Keyword: Information, Internet, Extension Officers, Farmers, Agriculture
1. PENDAHULUAN
Penyuluh pertanian, suatu profesi yang membawa banyak dampak signifikan dalam
pembangunan pertanian di Indonesia. Berkat seorang penyuluh pertanian pula Indonesia
sempat diganjar sebagai negara yang swasembada pangan. Namun, perlu diingat hal itu terjadi
ketika masyarakat Indonesia masih bercorak sebagai masyarakat agraris. Transformasi di
tengah masyarakat Indonesia juga berubah sangat cepat, dari yang awalnya masyarakat agraris
berubah menjadi masyarakat industri dan hari ini telah memasuki era masyarakat informasi.
Masuknya masyarakat ke era informasi juga tidak lepas dari peran intervensi hp dan
internet. Setelah munculnya hp dan internet, perkembangan teknologi informasi dan
komunikasi menjadi semakin cepat dan menyebabkan perubahan yang begitu signifikan dalam
kehidupan masyarakat saat ini.
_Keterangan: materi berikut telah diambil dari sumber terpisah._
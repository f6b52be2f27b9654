//! Results persistence module

use anyhow::{Context, Result};
use serde_json::{json, to_string_pretty};
use std::fs::{self, File};
use std::io::Write;
use std::path::Path;

use crate::cluster::metrics::{calculate_density, identify_central_members, modularity};
use crate::community::{Community, CommunitySet};
use crate::graph::{EntryGraph, NodeId, ProjectionGraph};

/// How many central members to list per community
const CENTRAL_MEMBERS: usize = 5;

/// Save a detection result to the specified directory
pub fn save_results(
    result: &CommunitySet,
    store: &EntryGraph,
    projection: &ProjectionGraph,
    output_dir: impl AsRef<Path>,
) -> Result<()> {
    let output_dir = output_dir.as_ref();
    log::info!("Saving {} communities to {}", result.len(), output_dir.display());

    // Ensure output directory exists
    fs::create_dir_all(output_dir)
        .with_context(|| format!("creating {}", output_dir.display()))?;

    let groups: Vec<Vec<NodeId>> = result
        .communities()
        .iter()
        .map(|community| member_ids(community, store))
        .collect();

    save_summary(result, projection, &groups, output_dir)?;
    save_communities(result, store, projection, &groups, output_dir)?;
    save_partition(result, output_dir.join("partition.json"))?;
    write_file(output_dir.join("communities.txt"), &(result.to_lines().join("\n") + "\n"))?;

    log::info!("Results saved successfully");

    Ok(())
}

/// Ids of the members that are still live categories of `store`
fn member_ids(community: &Community, store: &EntryGraph) -> Vec<NodeId> {
    community
        .members()
        .iter()
        .filter_map(|category| store.category_number(category))
        .collect()
}

fn write_file(path: impl AsRef<Path>, contents: &str) -> Result<()> {
    let path = path.as_ref();
    let mut file = File::create(path).with_context(|| format!("creating {}", path.display()))?;
    file.write_all(contents.as_bytes())
        .with_context(|| format!("writing {}", path.display()))?;
    Ok(())
}

/// Save summary information
fn save_summary(
    result: &CommunitySet,
    projection: &ProjectionGraph,
    groups: &[Vec<NodeId>],
    output_dir: &Path,
) -> Result<()> {
    log::info!("Saving summary information");

    let sizes: Vec<usize> = result.communities().iter().map(Community::len).collect();
    let count = if sizes.is_empty() { 1.0 } else { sizes.len() as f64 };

    let summary = json!({
        "name": result.name(),
        "algorithm": result.algorithm().name(),
        "p": result.p(),
        "cover": result.cover(),
        "filters": result.filters().to_string(),
        "modified": result.is_modified(),
        "graph_stats": {
            "vertex_count": projection.vertex_count(),
            "edge_count": projection.edge_count(),
            "total_weight": projection.total_weight(),
        },
        "community_stats": {
            "community_count": result.len(),
            "total_members": sizes.iter().sum::<usize>(),
            "largest_community_size": sizes.iter().max().copied().unwrap_or(0),
            "smallest_community_size": sizes.iter().min().copied().unwrap_or(0),
            "avg_community_size": sizes.iter().sum::<usize>() as f64 / count,
            "avg_density": groups.iter().map(|g| calculate_density(projection, g)).sum::<f64>() / count,
            "modularity": modularity(projection, groups),
        }
    });

    write_file(output_dir.join("summary.json"), &to_string_pretty(&summary)?)
}

/// Save individual community information
fn save_communities(
    result: &CommunitySet,
    store: &EntryGraph,
    projection: &ProjectionGraph,
    groups: &[Vec<NodeId>],
    output_dir: &Path,
) -> Result<()> {
    log::info!("Saving individual community information");

    let communities_dir = output_dir.join("communities");
    fs::create_dir_all(&communities_dir)
        .with_context(|| format!("creating {}", communities_dir.display()))?;

    let mut overview = Vec::with_capacity(result.len());
    for (position, (community, ids)) in result.communities().iter().zip(groups).enumerate() {
        let density = calculate_density(projection, ids);
        let central: Vec<&str> = identify_central_members(projection, ids, CENTRAL_MEMBERS)
            .into_iter()
            .filter_map(|id| store.category_name(id))
            .collect();

        let community_json = json!({
            "index": community.index(),
            "name": community.name(),
            "size": community.len(),
            "density": density,
            "central_members": central,
            "members": community.member_names(),
        });
        write_file(
            communities_dir.join(format!("community_{position}.json")),
            &to_string_pretty(&community_json)?,
        )?;

        overview.push(json!({
            "index": community.index(),
            "name": community.name(),
            "size": community.len(),
            "density": density,
        }));
    }

    write_file(
        output_dir.join("all_communities.json"),
        &to_string_pretty(&json!({ "communities": overview }))?,
    )
}

/// Write the full result so it can be loaded back for comparison
pub fn save_partition(result: &CommunitySet, path: impl AsRef<Path>) -> Result<()> {
    write_file(path, &to_string_pretty(result)?)
}

/// Load a result written by [`save_partition`]
pub fn load_partition(path: impl AsRef<Path>) -> Result<CommunitySet> {
    let path = path.as_ref();
    let text = fs::read_to_string(path).with_context(|| format!("reading {}", path.display()))?;
    let result = serde_json::from_str(&text).with_context(|| format!("parsing {}", path.display()))?;
    Ok(result)
}
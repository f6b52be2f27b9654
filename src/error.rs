//! Error types for the category community analyzer

use std::path::PathBuf;
use thiserror::Error;

/// Result alias used across the library
pub type Result<T> = std::result::Result<T, Error>;

/// Reasons a single text record can be rejected
#[derive(Debug, Clone, PartialEq, Eq, Error)]
pub enum RecordError {
    #[error("expected 5 fields, found {0}")]
    FieldCount(usize),

    #[error("unknown node kind '{0}' (expected 'cat' or 'page')")]
    UnknownNodeKind(String),

    #[error("unknown relation '{0}' (expected CsubC, CsupC, CP or PC)")]
    UnknownRelation(String),

    #[error("relation {relation} cannot link a {origin} to a {destiny}")]
    KindMismatch {
        relation: &'static str,
        origin: &'static str,
        destiny: &'static str,
    },
}

/// Errors surfaced by store loading, configuration and result persistence
#[derive(Debug, Error)]
pub enum Error {
    #[error("line {line_number}: {kind}: '{line}'")]
    Parse {
        line_number: usize,
        line: String,
        #[source]
        kind: RecordError,
    },

    #[error("invalid parameter '{name}': {message}")]
    InvalidParameter { name: &'static str, message: String },

    #[error("IO error at {path}: {source}")]
    Io {
        path: PathBuf,
        #[source]
        source: std::io::Error,
    },

    #[error("JSON serialization error: {0}")]
    Json(#[from] serde_json::Error),
}

impl Error {
    pub fn io(path: impl Into<PathBuf>, source: std::io::Error) -> Self {
        Error::Io {
            path: path.into(),
            source,
        }
    }

    pub fn invalid(name: &'static str, message: impl Into<String>) -> Self {
        Error::InvalidParameter {
            name,
            message: message.into(),
        }
    }
}
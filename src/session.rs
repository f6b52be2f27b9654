//! Working session: one store, its configuration and the latest results
//!
//! Every operation runs to completion on the caller's thread. The session owns
//! the store; a projection is rebuilt from it on demand and dropped whenever
//! the store, the filters or the selections change.

use std::fmt;
use std::path::Path;

use crate::cluster::{check_p, filter_small, Algorithm, Controller};
use crate::community::CommunitySet;
use crate::config::Config;
use crate::data;
use crate::error::Result;
use crate::graph::{project, EntryGraph, Filters, ProjectionGraph, Selections};

/// Lifecycle stage of a session
#[derive(Debug, Clone, Copy, PartialEq, Eq, PartialOrd, Ord)]
pub enum Stage {
    Empty,
    Populated,
    Projected,
    Partitioned,
    Edited,
}

impl fmt::Display for Stage {
    fn fmt(&self, f: &mut fmt::Formatter<'_>) -> fmt::Result {
        let name = match self {
            Stage::Empty => "empty",
            Stage::Populated => "populated",
            Stage::Projected => "projected",
            Stage::Partitioned => "partitioned",
            Stage::Edited => "edited",
        };
        f.write_str(name)
    }
}

#[derive(Debug, Clone)]
pub struct Session {
    capacity: usize,
    store: EntryGraph,
    filters: Filters,
    selections: Selections,
    algorithm: Algorithm,
    p: u8,
    min_community_size: usize,
    projection: Option<ProjectionGraph>,
    result: Option<CommunitySet>,
}

impl Session {
    pub fn new() -> Self {
        Self::from_config(&Config::default())
    }

    pub fn from_config(config: &Config) -> Self {
        Self {
            capacity: config.capacity,
            store: EntryGraph::with_capacity(config.capacity),
            filters: config.filters.clone(),
            selections: Selections::All,
            algorithm: config.algorithm,
            p: config.p,
            min_community_size: config.min_community_size,
            projection: None,
            result: None,
        }
    }

    pub fn stage(&self) -> Stage {
        match (&self.result, &self.projection) {
            (Some(result), _) if result.is_modified() => Stage::Edited,
            (Some(_), _) => Stage::Partitioned,
            (None, Some(_)) => Stage::Projected,
            (None, None) if self.store.is_empty() => Stage::Empty,
            (None, None) => Stage::Populated,
        }
    }

    fn invalidate(&mut self) {
        if self.projection.take().is_some() {
            log::debug!("Projection invalidated");
        }
    }

    pub fn store(&self) -> &EntryGraph {
        &self.store
    }

    /// Mutable access to the store; drops the current projection
    pub fn store_mut(&mut self) -> &mut EntryGraph {
        self.invalidate();
        &mut self.store
    }

    pub fn load_lines<I, S>(&mut self, lines: I) -> Result<usize>
    where
        I: IntoIterator<Item = S>,
        S: AsRef<str>,
    {
        let added = data::load_lines(&mut self.store, lines)?;
        self.invalidate();
        Ok(added)
    }

    pub fn load_file(&mut self, path: impl AsRef<Path>) -> Result<usize> {
        let added = data::load_file(&mut self.store, path)?;
        self.invalidate();
        Ok(added)
    }

    pub fn save_file(&self, path: impl AsRef<Path>) -> Result<()> {
        data::save_file(&self.store, path)
    }

    pub fn filters(&self) -> &Filters {
        &self.filters
    }

    pub fn set_filters(&mut self, filters: Filters) {
        self.filters = filters;
        self.invalidate();
    }

    pub fn selections(&self) -> &Selections {
        &self.selections
    }

    pub fn set_selections(&mut self, selections: Selections) {
        self.selections = selections;
        self.invalidate();
    }

    pub fn algorithm(&self) -> Algorithm {
        self.algorithm
    }

    pub fn set_algorithm(&mut self, algorithm: Algorithm) {
        self.algorithm = algorithm;
    }

    pub fn p(&self) -> u8 {
        self.p
    }

    pub fn set_p(&mut self, p: u8) -> Result<()> {
        self.p = check_p(p)?;
        Ok(())
    }

    pub fn projection(&self) -> Option<&ProjectionGraph> {
        self.projection.as_ref()
    }

    /// Build the projection from the current store, filters and selections
    pub fn generate(&mut self) -> &ProjectionGraph {
        self.projection
            .insert(project(&self.store, &self.filters, &self.selections))
    }

    /// Detect communities on the current projection, building it first if
    /// needed, and keep the result
    pub fn run(&mut self) -> Result<&CommunitySet> {
        let controller = Controller::new(self.algorithm, self.p)?;
        if self.projection.is_none() {
            self.generate();
        }
        let raw = match &self.projection {
            Some(projection) => controller.run(projection),
            None => Vec::new(),
        };
        let raw = filter_small(raw, self.min_community_size);

        let result = CommunitySet::from_partition(
            &raw,
            &self.store,
            self.algorithm,
            self.p,
            &self.filters,
            &self.selections,
        );
        Ok(&*self.result.insert(result))
    }

    pub fn result(&self) -> Option<&CommunitySet> {
        self.result.as_ref()
    }

    pub fn result_mut(&mut self) -> Option<&mut CommunitySet> {
        self.result.as_mut()
    }

    /// Drop the store and every derived value, keeping the configuration
    pub fn reset(&mut self) {
        self.store = EntryGraph::with_capacity(self.capacity);
        self.projection = None;
        self.result = None;
        log::info!("Session reset");
    }
}

impl Default for Session {
    fn default() -> Self {
        Self::new()
    }
}
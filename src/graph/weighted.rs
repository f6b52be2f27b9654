//! Generic undirected weighted graph used as clustering input

use serde::{Deserialize, Serialize};
use std::collections::HashMap;
use std::hash::Hash;

/// Half of an undirected edge, stored in the adjacency list of one endpoint
#[derive(Debug, Clone, Copy, PartialEq, Serialize, Deserialize)]
pub struct Edge<K, T> {
    pub neighbor: K,
    pub weight: T,
}

/// Undirected graph over vertex keys `K` with edge weights `T`.
///
/// Vertices keep insertion order. Every edge is stored once in each
/// endpoint's list. Parallel edges are allowed so that several weighted
/// contributions between the same pair can be kept apart.
#[derive(Debug, Clone)]
pub struct WeightedGraph<K, T> {
    vertices: Vec<K>,
    edges: HashMap<K, Vec<Edge<K, T>>>,
}

impl<K, T> WeightedGraph<K, T>
where
    K: Copy + Eq + Hash,
    T: Copy + PartialEq,
{
    pub fn new() -> Self {
        Self {
            vertices: Vec::new(),
            edges: HashMap::new(),
        }
    }

    pub fn with_capacity(vertex_count: usize) -> Self {
        Self {
            vertices: Vec::with_capacity(vertex_count),
            edges: HashMap::with_capacity(vertex_count),
        }
    }

    /// Add a vertex; a key that is already present is left alone
    pub fn add_vertex(&mut self, v: K) -> bool {
        if self.edges.contains_key(&v) {
            return false;
        }
        self.vertices.push(v);
        self.edges.insert(v, Vec::new());
        true
    }

    /// Add the undirected edge (a, b) with weight `w`.
    ///
    /// Both endpoints must already be vertices. Repeated calls add parallel
    /// entries. Self-loops are not filtered here.
    pub fn add_edge(&mut self, a: K, b: K, w: T) -> bool {
        if !self.edges.contains_key(&a) || !self.edges.contains_key(&b) {
            return false;
        }
        if let Some(list) = self.edges.get_mut(&a) {
            list.push(Edge {
                neighbor: b,
                weight: w,
            });
        }
        if let Some(list) = self.edges.get_mut(&b) {
            list.push(Edge {
                neighbor: a,
                weight: w,
            });
        }
        true
    }

    /// Remove every edge between `origin` and `destiny`, in both directions.
    ///
    /// Returns the number of undirected edges removed.
    pub fn remove_edge(&mut self, origin: K, destiny: K) -> usize {
        let mut removed = 0;
        if let Some(list) = self.edges.get_mut(&origin) {
            let before = list.len();
            list.retain(|e| e.neighbor != destiny);
            removed = before - list.len();
        }
        if origin == destiny {
            // A self-loop sits twice in its own list
            return removed / 2;
        }
        if let Some(list) = self.edges.get_mut(&destiny) {
            list.retain(|e| e.neighbor != origin);
        }
        removed
    }

    /// Edges leaving `v`; empty for unknown vertices
    pub fn edges(&self, v: K) -> &[Edge<K, T>] {
        self.edges.get(&v).map(Vec::as_slice).unwrap_or(&[])
    }

    /// Neighbour keys of `v`, one per edge entry
    pub fn neighbors(&self, v: K) -> Vec<K> {
        self.edges(v).iter().map(|e| e.neighbor).collect()
    }

    /// Vertices in insertion order
    pub fn vertices(&self) -> &[K] {
        &self.vertices
    }

    pub fn contains_vertex(&self, v: K) -> bool {
        self.edges.contains_key(&v)
    }

    pub fn vertex_count(&self) -> usize {
        self.vertices.len()
    }

    /// Number of undirected edges
    pub fn edge_count(&self) -> usize {
        let half_edges: usize = self.edges.values().map(Vec::len).sum();
        let self_loops = self
            .edges
            .iter()
            .flat_map(|(v, list)| list.iter().filter(move |e| e.neighbor == *v))
            .count();
        // Each self-loop sits twice in its own list
        (half_edges - self_loops) / 2 + self_loops / 2
    }

    pub fn is_empty(&self) -> bool {
        self.vertices.is_empty()
    }
}

impl<K, T> WeightedGraph<K, T>
where
    K: Copy + Eq + Hash,
    T: Copy + PartialEq + Into<f64>,
{
    /// Sum of edge weights at `v`
    pub fn weighted_degree(&self, v: K) -> f64 {
        self.edges(v).iter().map(|e| e.weight.into()).sum()
    }

    /// Total weight of all undirected edges
    pub fn total_weight(&self) -> f64 {
        let sum: f64 = self
            .vertices
            .iter()
            .map(|&v| self.weighted_degree(v))
            .sum();
        sum / 2.0
    }
}

impl<K, T> Default for WeightedGraph<K, T>
where
    K: Copy + Eq + Hash,
    T: Copy + PartialEq,
{
    fn default() -> Self {
        Self::new()
    }
}

/// Two graphs are equal when they have the same vertex set and, per vertex,
/// the same multiset of (neighbour, weight) entries. Vertex and edge order
/// are ignored.
impl<K, T> PartialEq for WeightedGraph<K, T>
where
    K: Copy + Eq + Hash,
    T: Copy + PartialEq,
{
    fn eq(&self, other: &Self) -> bool {
        if self.vertices.len() != other.vertices.len() {
            return false;
        }
        self.vertices.iter().all(|&v| {
            other.contains_vertex(v) && same_entries(self.edges(v), other.edges(v))
        })
    }
}

fn same_entries<K: PartialEq, T: PartialEq>(left: &[Edge<K, T>], right: &[Edge<K, T>]) -> bool {
    if left.len() != right.len() {
        return false;
    }
    let mut used = vec![false; right.len()];
    left.iter().all(|edge| {
        let hit = right
            .iter()
            .enumerate()
            .position(|(i, candidate)| !used[i] && candidate == edge);
        match hit {
            Some(i) => {
                used[i] = true;
                true
            }
            None => false,
        }
    })
}
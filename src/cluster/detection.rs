//! Dense working graph, union-find and connected components

use std::collections::{BTreeMap, BTreeSet, HashMap};

use crate::graph::{NodeId, ProjectionGraph};

/// Union-Find data structure for connected component analysis
pub struct DisjointSets {
    /// Parent pointers (parent[i] = parent of node i)
    parent: Vec<usize>,

    /// Size of each set (for union by size)
    rank: Vec<usize>,
}

impl DisjointSets {
    /// Create a new DisjointSets data structure
    pub fn new(size: usize) -> Self {
        Self {
            parent: (0..size).collect(),
            rank: vec![1; size],
        }
    }

    /// Find the root of the set containing x with path compression
    pub fn find(&mut self, x: usize) -> usize {
        let px = self.parent[x];
        if px != x {
            self.parent[x] = self.find(px);
        }
        self.parent[x]
    }

    /// Union the sets containing x and y
    pub fn union(&mut self, x: usize, y: usize) {
        let root_x = self.find(x);
        let root_y = self.find(y);

        if root_x == root_y {
            return;
        }

        // Attach the smaller tree under the root of the larger one
        if self.rank[root_x] > self.rank[root_y] {
            self.parent[root_y] = root_x;
            self.rank[root_x] += self.rank[root_y];
        } else {
            self.parent[root_x] = root_y;
            self.rank[root_y] += self.rank[root_x];
        }
    }

    /// Get the size of the set containing x
    pub fn size(&mut self, x: usize) -> usize {
        let root = self.find(x);
        self.rank[root]
    }

    /// Group element indices by set, ordered by each set's smallest element
    pub fn groups(&mut self) -> Vec<Vec<usize>> {
        let mut by_root: BTreeMap<usize, Vec<usize>> = BTreeMap::new();
        let mut first_seen: Vec<usize> = Vec::new();
        for x in 0..self.parent.len() {
            let root = self.find(x);
            let group = by_root.entry(root).or_default();
            if group.is_empty() {
                first_seen.push(root);
            }
            group.push(x);
        }
        first_seen
            .into_iter()
            .filter_map(|root| by_root.remove(&root))
            .collect()
    }
}

/// Projection graph re-indexed to 0..n with parallel edges merged.
///
/// Index i corresponds to `keys[i]`, in the projection's vertex order.
#[derive(Debug, Clone)]
pub struct DenseGraph {
    keys: Vec<NodeId>,
    adjacency: Vec<BTreeMap<usize, f64>>,
}

impl DenseGraph {
    pub fn from_projection(graph: &ProjectionGraph) -> Self {
        let keys = graph.vertices().to_vec();
        let position: HashMap<NodeId, usize> =
            keys.iter().enumerate().map(|(i, &k)| (k, i)).collect();

        let mut adjacency = vec![BTreeMap::new(); keys.len()];
        for (i, &key) in keys.iter().enumerate() {
            for edge in graph.edges(key) {
                let Some(&j) = position.get(&edge.neighbor) else {
                    continue;
                };
                if i != j {
                    *adjacency[i].entry(j).or_insert(0.0) += edge.weight;
                }
            }
        }

        Self { keys, adjacency }
    }

    pub fn len(&self) -> usize {
        self.keys.len()
    }

    pub fn is_empty(&self) -> bool {
        self.keys.is_empty()
    }

    pub fn key(&self, i: usize) -> NodeId {
        self.keys[i]
    }

    /// Weighted neighbours of i
    pub fn neighbors(&self, i: usize) -> &BTreeMap<usize, f64> {
        &self.adjacency[i]
    }

    /// Undirected edges (i, j, w) with i < j
    pub fn edge_list(&self) -> Vec<(usize, usize, f64)> {
        self.adjacency
            .iter()
            .enumerate()
            .flat_map(|(i, nbrs)| {
                nbrs.iter()
                    .filter(move |(&j, _)| i < j)
                    .map(move |(&j, &w)| (i, j, w))
            })
            .collect()
    }

    /// Unweighted neighbour sets
    pub fn neighbor_sets(&self) -> Vec<BTreeSet<usize>> {
        self.adjacency
            .iter()
            .map(|nbrs| nbrs.keys().copied().collect())
            .collect()
    }
}

/// Connected components of an unweighted adjacency structure
pub fn connected_components(adjacency: &[BTreeSet<usize>]) -> Vec<Vec<usize>> {
    let mut sets = DisjointSets::new(adjacency.len());
    for (i, nbrs) in adjacency.iter().enumerate() {
        for &j in nbrs {
            sets.union(i, j);
        }
    }
    sets.groups()
}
Severin (2009) menyatakan bahwa teknologi informasi berupa
internet menawarkan potensi komunikasi yang lebih terdesentralisasi dan lebih demokratis
dibandingkan dengan media massa yang ditawarkan sebelumnya.
Hari ini, masyarakat telah memasuki desa digital yang terhubung tanpa ada batasan
tempat dan waktu. Termasuk di dalamnya petani ayng ada di pedesaan. Fenomena hari ini
adalah sudah jamak ditemui petani yang memanfaatkan smartphone dan memanfaatkan
gawainya untuk berselancar di dunia maya. Tak hanya sekedar chatting, petani juga sudah
memanfaatkan internet guna mencari inforasi pertanian. Mulai dari kegiatan budidaya,
pemupukan, pemanenan, hingga pemasaran suatu komoditi. Selain memberikan informasi,
menurut Atrisiandy (2015) teknologi informasi juga dapat membantu jalannya penyuluhan
pertanian. Karena pada zaman sekarang tidak ada kegiatan yang tidak menggunakan teknologi
walaupun teknologi hanya sekedar mencari informasi untuk diri sendiri ataupun mencari
informasi yang akan disampaikan kepada masyarakat.
Sedangkan di sisi lain, penyuluh pertanian juga belum mampu berbenah secara
maksimal. Masih umum ditemui penyuluh yang belum banyak memanfaatkan internet.
Mengingat mayoritas penyuluh yang sudah berumur dan tidak mau dipersulit dengan mencari
informasi di internet. Penyuluh masih belum menyadari jika saat ini petani tidak lagi seperti
dahulu, mereka telah terhubung dan terkoneksi sebagai masyarakat dari desa global. Dengan
penyuluh sulit menjangkau petani maka dengan adanya internet sudah tidak ada lagi batasan
di antara keduanya.
Menurut Eksanika (2014), keterbatasan tenaga penyuluh juga menyebabkan sulitnya
mengakses informasi antara petani dengan penyuluh. Padahal saat ini perkembangan teknologi
komunikasi dan informasi kian berkembang pesat. Jadi, bisa dibilang penyuluh harus
menyadari dan mensetting ulang posisi serta perannya hari ini dalam kegiatan penyuluhan.
Penyuluh harus memanfaatkan teknologi komunikasi dan informasi sebagai media untuk
berkomunikasi dengan petani.
Bahkan seorang penyuluh bisa langsung memanfaatkan media sosial yang dimilikinya.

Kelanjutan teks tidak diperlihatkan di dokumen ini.